Wednesday, 19 June 2013

Alvis update...

Today was a day off, so having washed up, dried up, put away, tidied, folded and put away the dry washing, cleaned the kitchen, bathroom, and swept the boat from stem to stern, I felt I had earned enough points to sneak up to Wisbech to check on the progress made with the Alvis restoration.

(With the amount of money this is costing, it is very important to keep Jackie on-side.......)

Car is looking even more stripped-down than previously.

 The woodworm-ridden and rotten sill timbers have been removed.

 The scuttle is floating over the chassis supported by an axle stand.

The rear body tub is still in place, but only just: the removal of three or four more bolts will see it off the car for the first time since it was built in 1948.
 This will facilitate repairs to the rear wheel arches. This will involve the removal of previous repairs (okay, bodges.....) and the correction of a dent in the bodywork just aft of the off-side door pillar which had previously been made good by about 6lb of filler.

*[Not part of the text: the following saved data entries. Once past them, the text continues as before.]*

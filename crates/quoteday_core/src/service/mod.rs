//! Persisted stores composed by the shell.
//!
//! # Responsibility
//! - Bind each collection to its key-value slot.
//! - Keep FFI/CLI layers decoupled from storage details.
//!
//! # Invariants
//! - Stores are constructed explicitly; there are no process-wide
//!   singletons.
//! - The only write path is change-then-save through `persist::Persisted`.

pub mod diary_service;
pub mod favorites_service;
pub mod note_service;
pub mod persist;
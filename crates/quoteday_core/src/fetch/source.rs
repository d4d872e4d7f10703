//! Quote source seam and the HTTP implementation.

use crate::config::CoreConfig;
use crate::fetch::{FetchError, FetchResult};
use crate::model::quote::Quote;
use reqwest::{Client, Url};
use std::future::Future;
use std::time::Duration;

/// Header carrying the upstream API key.
pub const API_KEY_HEADER: &str = "X-Api-Key";
const REQUEST_TIMEOUT: Duration = Duration::from_secs(30);

/// Anything that can produce one quote for a category.
pub trait QuoteSource {
    fn fetch(&self, category: &str) -> impl Future<Output = FetchResult<Quote>> + Send;
}

/// Fetches quotes with `GET <endpoint>?category=<category>`.
pub struct HttpQuoteSource {
    client: Client,
    endpoint: Url,
    api_key: String,
}

impl HttpQuoteSource {
    /// Builds a source for `endpoint`.
    ///
    /// # Errors
    /// - `InvalidEndpoint` when `endpoint` is not an http(s) URL.
    /// - `Transport` when the HTTP client cannot be constructed.
    pub fn new(endpoint: &str, api_key: impl Into<String>) -> FetchResult<Self> {
        let endpoint = parse_endpoint(endpoint)?;
        let client = Client::builder().timeout(REQUEST_TIMEOUT).build()?;
        Ok(Self {
            client,
            endpoint,
            api_key: api_key.into(),
        })
    }

    pub fn from_config(config: &CoreConfig) -> FetchResult<Self> {
        Self::new(&config.quote_endpoint, config.api_key.clone())
    }

    /// Full request URL for `category`; a blank category sends no filter.
    pub fn request_url(&self, category: &str) -> Url {
        let mut url = self.endpoint.clone();
        let category = category.trim();
        if !category.is_empty() {
            url.query_pairs_mut().append_pair("category", category);
        }
        url
    }
}

impl QuoteSource for HttpQuoteSource {
    async fn fetch(&self, category: &str) -> FetchResult<Quote> {
        let response = self
            .client
            .get(self.request_url(category))
            .header(API_KEY_HEADER, self.api_key.as_str())
            .send()
            .await?;

        let status = response.status();
        if !status.is_success() {
            return Err(FetchError::Status(status.as_u16()));
        }

        let body = response.text().await?;
        decode_quote_response(&body)
    }
}

/// Decodes an upstream payload and keeps its first quote.
pub fn decode_quote_response(body: &str) -> FetchResult<Quote> {
    let quotes: Vec<Quote> = serde_json::from_str(body)?;
    quotes.into_iter().next().ok_or(FetchError::Empty)
}

/// Parses and checks a quote endpoint URL.
pub fn parse_endpoint(endpoint: &str) -> FetchResult<Url> {
    let url = Url::parse(endpoint.trim())
        .map_err(|_| FetchError::InvalidEndpoint(endpoint.to_string()))?;
    match url.scheme() {
        "http" | "https" => Ok(url),
        _ => Err(FetchError::InvalidEndpoint(endpoint.to_string())),
    }
}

New wood (ash) has been obtained to replace the sill timbers and work has begun on shaping the wooden sections that loop around the back of the body tub to allow for the hood to be tacked on.
Here they are laying across the scuttle.

And here's one laid in place on the body tub. More sections will be made for the corners and back.
(All that grey filler has got to go: that's where the old dent is....)
Despite the fact that Car now looks to the uninitiated eye to have passed the point of no return, I am very pleased with progress.
The immense chassis is as sound as a bell. After sixty-five years all that was needed was a localised repair to the top sides of two of the chassis outriggers.

(I'm pretty sure that I will be needing a bit more than that in sixteen year's time!)

 The craftsman working on Car is called Terry. The quality of both the joinery and metalwork he has done so far is of a very reassuringly high standard.
 Terry has a quick chin-scratch while surveying (currently) The World's Worst TA14.
"Things can only get better!"
(nb note the large and expensive pieces of seasoned ash to the right. We're going to need it. All.)

I stopped off in the village on my way back to have a chat with fellow Alvis owner, Roger.

"Well, my lad," he said, on viewing the photos I'd taken, "looks like you might very well get a motor car out of this!"

More in a couple of weeks.........



  1. We had a series of Alvis' when I was a child, Speed 25, TA14 drop head, Grey Lady and finally a Graber which I actually got to drive! Best wishes on the restoration!!

    1. Thank you Lesley!

      My goodness, what a wonderful stable of cars to have been around!

      If you can remember any of the registration numbers, email them to me (address in the side bar)and I will be able to tell you if any of them are known to the club. Alvises tend to survive well, so there's a good chance they are still around.